BOOZE AND REVIEWS: THE PERFECT COCKTAIL TO ENJOY WITH “JUNGLE CRUISE”

Richard makes a Painkiller, the perfect cocktail to enjoy while watching the new Emily Blunt, Dwayne Johnson action-adventure “Jungle Book.” It’s the Rock on the rocks! Have a drink and a think about “Jungle Cruise” with me!

Watch the whole thing HERE!

JUNGLE CRUISE: 4 STARS. “fun adventure delivers action, humour & chemistry.”

“Jungle Cruise,” now playing in theatres and on Disney+ with premium access, is a new adventure story that reaches back into Hollywood history for inspiration. The Emily Blunt and Dwayne Johnson movie is based on the 65-year-old Disneyland riverboat cruise theme park ride, which, in turn, was inspired by the Humphrey Bogart and Katharine Hepburn’s antics in the 1951 film “The African Queen.” Add to that a hint of “Indiana Jones” and “Romancing the Stone,” and you have a family friendly film that simultaneously feels brand spankin’ new and old fashioned.

Blunt is the eccentric botanist Dr. Lily Houghton, an English adventurer in search of the Tree of Life, a mythical Amazonian tree whose “Tears of the Moon” blossoms are said to have healing properties. If she can find it and harness its powers, she believes it will be the beginning of a scientific revolution.

Travelling from London to the Amazon, she meets steamboat captain “Skipper” Frank Wolff (Johnson), a fast-talking cynic who reluctantly agrees to take her and her assistant, brother MacGregor (Jack Whitehall), on his ramshackle boat into the heart of darkness. “If you believe in legends,” Frank says, “you should believe in curses too. It’s not a fun vacation.”

On the voyage up river they contend with slithery supernatural beings and the rival Prince Joachim (Jesse Plemons), a Hapsburg aristocrat determined to use brute force to reach the Tree of Life before Houghton, on a dangerous race against time.

Movies based on theme park rides have a checkered history. For every “Pirate of the Caribbean” that becomes a hit and spawns signals, there is a “The Haunted Mansion” or “Tomorrowland” gathering dust in a delete bin somewhere.

“Jungle Cruise” seems likely to avoid that fate. A classic adventure, it is an action-packed journey fuelled by the chemistry between the leads, Blunt and Johnson.

The opening half-hour actually feels like the theme park ride. It takes off like a rocket with one elaborately staged action scene after another. That sets the frenetic pace the movie keeps up for most of the running time, right up to a drawn-out ending that threatens to overstay its welcome, but doesn’t, courtesy of the actors.

Blunt and Johnson have great chemistry, verbally jousting throughout. It’s the “Romancing the Stone” template; they’re an odd couple who roast one another while dodging life-threatening situations and ultimately reveal their true feelings. The comic timing works and adds much charm to the action sequences.

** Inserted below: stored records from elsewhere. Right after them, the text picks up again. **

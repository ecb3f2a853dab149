use chrono::{DateTime, Utc};
use serde::{Deserialize, Serialize};
use sqlx::FromRow;
use std::fmt;
use std::str::FromStr;
use uuid::Uuid;

#[derive(Debug, Clone, Copy, PartialEq, Eq, Serialize, Deserialize)]
#[serde(rename_all = "lowercase")]
pub enum Cadence {
    Weekly,
    Biweekly,
    Monthly,
    Quarterly,
}

impl Cadence {
    pub fn as_str(&self) -> &'static str {
        match self {
            Cadence::Weekly => "weekly",
            Cadence::Biweekly => "biweekly",
            Cadence::Monthly => "monthly",
            Cadence::Quarterly => "quarterly",
        }
    }
}

impl fmt::Display for Cadence {
    fn fmt(&self, f: &mut fmt::Formatter<'_>) -> fmt::Result {
        f.write_str(self.as_str())
    }
}

impl FromStr for Cadence {
    type Err = String;

    fn from_str(s: &str) -> Result<Self, Self::Err> {
        match s {
            "weekly" => Ok(Cadence::Weekly),
            "biweekly" => Ok(Cadence::Biweekly),
            "monthly" => Ok(Cadence::Monthly),
            "quarterly" => Ok(Cadence::Quarterly),
            other => Err(format!("unknown cadence '{}'", other)),
        }
    }
}

#[derive(Debug, Clone, FromRow)]
pub struct TeamRow {
    pub id: Uuid,
    pub name: String,
    pub team_lead_id: Option<Uuid>,
    pub cadence: Option<String>,
    pub created_at: DateTime<Utc>,
    pub updated_at: DateTime<Utc>,
}

#[derive(Debug, Clone, Serialize, Deserialize)]
pub struct Team {
    pub id: Uuid,
    pub name: String,
    pub team_lead_id: Option<Uuid>,
    pub cadence: Option<Cadence>,
    pub members: Vec<Uuid>,
    pub supervisor_chain: Vec<SupervisorLink>,
    pub created_at: DateTime<Utc>,
    pub updated_at: DateTime<Utc>,
}

#[derive(Debug, Clone, Default, Serialize, Deserialize)]
pub struct NewTeam {
    pub name: String,
    pub team_lead_id: Option<Uuid>,
    pub cadence: Option<Cadence>,
    #[serde(default)]
    pub members: Vec<Uuid>,
}

/// One supervisory authority over a team; chains are ordered nearest first
#[derive(Debug, Clone, Copy, PartialEq, Eq, Serialize, Deserialize, FromRow)]
pub struct SupervisorLink {
    pub user_id: Uuid,
    pub hierarchy_level_id: Uuid,
}

#[cfg(test)]
mod tests {
    use super::*;

    #[test]
    fn rejects_unknown_cadence() {
        assert_eq!("biweekly".parse::<Cadence>(), Ok(Cadence::Biweekly));
        assert!("daily".parse::<Cadence>().is_err());
        assert!("Weekly".parse::<Cadence>().is_err());
    }
}
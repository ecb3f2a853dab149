use serde::Serialize;
use serde_json::{json, Value};

use crate::cli::OutputFormat;

/// Output success message in the appropriate format
pub fn output_success(output_format: &OutputFormat, message: &str, data: Option<Value>) -> anyhow::Result<()> {
    match output_format {
        OutputFormat::Json => {
            let mut response = json!({
                "success": true,
                "message": message
            });
            if let Some(data) = data {
                response["data"] = data;
            }
            println!("{}", serde_json::to_string_pretty(&response)?);
        }
        OutputFormat::Text => {
            println!("✓ {}", message);
        }
    }
    Ok(())
}

/// Output an empty collection, JSON callers still get the key
pub fn output_empty_collection(output_format: &OutputFormat, collection_name: &str, message: &str) -> anyhow::Result<()> {
    match output_format {
        OutputFormat::Json => {
            println!("{}", serde_json::to_string_pretty(&json!({ collection_name: [] }))?);
        }
        OutputFormat::Text => {
            println!("{}", message);
        }
    }
    Ok(())
}

/// Print `{collection_name: items}` as pretty JSON
pub fn output_collection_json<T: Serialize>(collection_name: &str, items: &[T]) -> anyhow::Result<()> {
    println!("{}", serde_json::to_string_pretty(&json!({ collection_name: items }))?);
    Ok(())
}

/// Format an optional score for table output
pub fn format_score(score: Option<f64>) -> String {
    score.map(|s| format!("{:.2}", s)).unwrap_or_else(|| "-".to_string())
}
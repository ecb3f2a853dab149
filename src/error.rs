// HTTP API Error Types
use axum::{http::StatusCode, response::IntoResponse, Json};
use serde_json::{json, Value};
use std::collections::HashMap;

use crate::database::DatabaseError;

/// HTTP API error with appropriate status codes and client-friendly messages
#[derive(Debug)]
pub enum ApiError {
    // 400 Bad Request
    BadRequest(String),
    ValidationError {
        message: String,
        field_errors: Option<HashMap<String, String>>,
    },

    // 401 Unauthorized
    Unauthorized(String),

    // 403 Forbidden
    Forbidden(String),

    // 404 Not Found
    NotFound(String),

    // 409 Conflict
    Conflict(String),

    // 500 Internal Server Error
    InternalServerError(String),

    // 503 Service Unavailable, safe to retry
    ServiceUnavailable(String),
}

impl ApiError {
    pub fn status_code(&self) -> StatusCode {
        match self {
            ApiError::BadRequest(_) => StatusCode::BAD_REQUEST,
            ApiError::ValidationError { .. } => StatusCode::BAD_REQUEST,
            ApiError::Unauthorized(_) => StatusCode::UNAUTHORIZED,
            ApiError::Forbidden(_) => StatusCode::FORBIDDEN,
            ApiError::NotFound(_) => StatusCode::NOT_FOUND,
            ApiError::Conflict(_) => StatusCode::CONFLICT,
            ApiError::InternalServerError(_) => StatusCode::INTERNAL_SERVER_ERROR,
            ApiError::ServiceUnavailable(_) => StatusCode::SERVICE_UNAVAILABLE,
        }
    }

    /// Get client-safe error message
    pub fn message(&self) -> &str {
        match self {
            ApiError::BadRequest(msg) => msg,
            ApiError::ValidationError { message, .. } => message,
            ApiError::Unauthorized(msg) => msg,
            ApiError::Forbidden(msg) => msg,
            ApiError::NotFound(msg) => msg,
            ApiError::Conflict(msg) => msg,
            ApiError::InternalServerError(msg) => msg,
            ApiError::ServiceUnavailable(msg) => msg,
        }
    }

    /// Get error code for client handling
    pub fn error_code(&self) -> &'static str {
        match self {
            ApiError::BadRequest(_) => "BAD_REQUEST",
            ApiError::ValidationError { .. } => "VALIDATION_ERROR",
            ApiError::Unauthorized(_) => "UNAUTHORIZED",
            ApiError::Forbidden(_) => "FORBIDDEN",
            ApiError::NotFound(_) => "NOT_FOUND",
            ApiError::Conflict(_) => "CONFLICT",
            ApiError::InternalServerError(_) => "INTERNAL_SERVER_ERROR",
            ApiError::ServiceUnavailable(_) => "SERVICE_UNAVAILABLE",
        }
    }

    /// Convert to JSON response body
    pub fn to_json(&self) -> Value {
        let mut body = json!({
            "success": false,
            "error": self.message(),
            "code": self.error_code(),
        });
        if let ApiError::ValidationError {
            field_errors: Some(field_errors),
            ..
        } = self
        {
            body["field_errors"] = json!(field_errors);
        }
        if matches!(self, ApiError::ServiceUnavailable(_)) {
            body["retryable"] = json!(true);
        }
        body
    }
}

// Static constructor methods
impl ApiError {
    pub fn bad_request(message: impl Into<String>) -> Self {
        ApiError::BadRequest(message.into())
    }

    pub fn validation_error(message: impl Into<String>, field_errors: Option<HashMap<String, String>>) -> Self {
        ApiError::ValidationError {
            message: message.into(),
            field_errors,
        }
    }

    pub fn unauthorized(message: impl Into<String>) -> Self {
        ApiError::Unauthorized(message.into())
    }

    pub fn forbidden(message: impl Into<String>) -> Self {
        ApiError::Forbidden(message.into())
    }

    pub fn not_found(message: impl Into<String>) -> Self {
        ApiError::NotFound(message.into())
    }

    pub fn internal_server_error(message: impl Into<String>) -> Self {
        ApiError::InternalServerError(message.into())
    }

    pub fn service_unavailable(message: impl Into<String>) -> Self {
        ApiError::ServiceUnavailable(message.into())
    }
}

impl From<DatabaseError> for ApiError {
    fn from(err: DatabaseError) -> Self {
        match err {
            DatabaseError::NotFound(msg) => ApiError::not_found(msg),
            DatabaseError::Validation { message, field_errors } => {
                let field_errors = (!field_errors.is_empty()).then_some(field_errors);
                ApiError::validation_error(message, field_errors)
            }
            DatabaseError::Conflict(msg) => ApiError::Conflict(msg),
            DatabaseError::Integrity(msg) => {
                tracing::error!("Data integrity error: {}", msg);
                ApiError::internal_server_error("Stored organization data is inconsistent")
            }
            DatabaseError::Timeout(limit) => {
                tracing::warn!("Request exceeded deadline of {:?}", limit);
                ApiError::service_unavailable("Request timed out, please retry")
            }
            DatabaseError::SerializationFailure(msg) | DatabaseError::Transaction(msg) => {
                // Log the real error but return generic message
                tracing::error!("Transaction error: {}", msg);
                ApiError::service_unavailable("Database temporarily unavailable, please retry")
            }
            DatabaseError::ConfigMissing(_) | DatabaseError::InvalidDatabaseUrl | DatabaseError::Migrate(_) => {
                tracing::error!("Database setup error: {}", err);
                ApiError::internal_server_error("Database is not configured")
            }
        }
    }
}

// Standard error trait implementations
impl std::fmt::Display for ApiError {
    fn fmt(&self, f: &mut std::fmt::Formatter<'_>) -> std::fmt::Result {
        write!(f, "{}", self.message())
    }
}

impl std::error::Error for ApiError {}

// Automatic HTTP response conversion for Axum
impl IntoResponse for ApiError {
    fn into_response(self) -> axum::response::Response {
        (self.status_code(), Json(self.to_json())).into_response()
    }
}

Threatening to steal the show is Plemons, who reveals his rarely used comedic side. As the power-mad Prince Joachim, the actor embraces the cartoon aspects of the character, creating one of the best family-friendly villains in recent memory.

“Jungle Cruise” is much more fun than you might imagine a movie based on a theme park ride will be. There’s some dodgy CGI and a slightly over-inflated running time but it’s an old-fashioned adventure, updated with one character’s coming-out scene (no spoilers here) and a reversal of the theme park’s treatment of its Indigenous characters, that delivers action, humour and chemistry.

WILD MOUNTAIN THYME: 2 STARS. “one of the wildest twists in rom com history.”

On hopes that there was a national strike of Irish Accent Coaches during the production of “Wild Mountain Thyme,” a new romance starring Emily Blunt and Jamie Dornan and now on premium digital and on-demand. It’s the only explanation why a movie, set in Ireland’s County Mayo and starring an actual Irish movie star—Dornan was born in Belfast, about 200 kilometres from where the movie takes place—could feature some of the un-ear-friendly Irish accents this side of St. Patrick’s Day party at your local Applebee’s.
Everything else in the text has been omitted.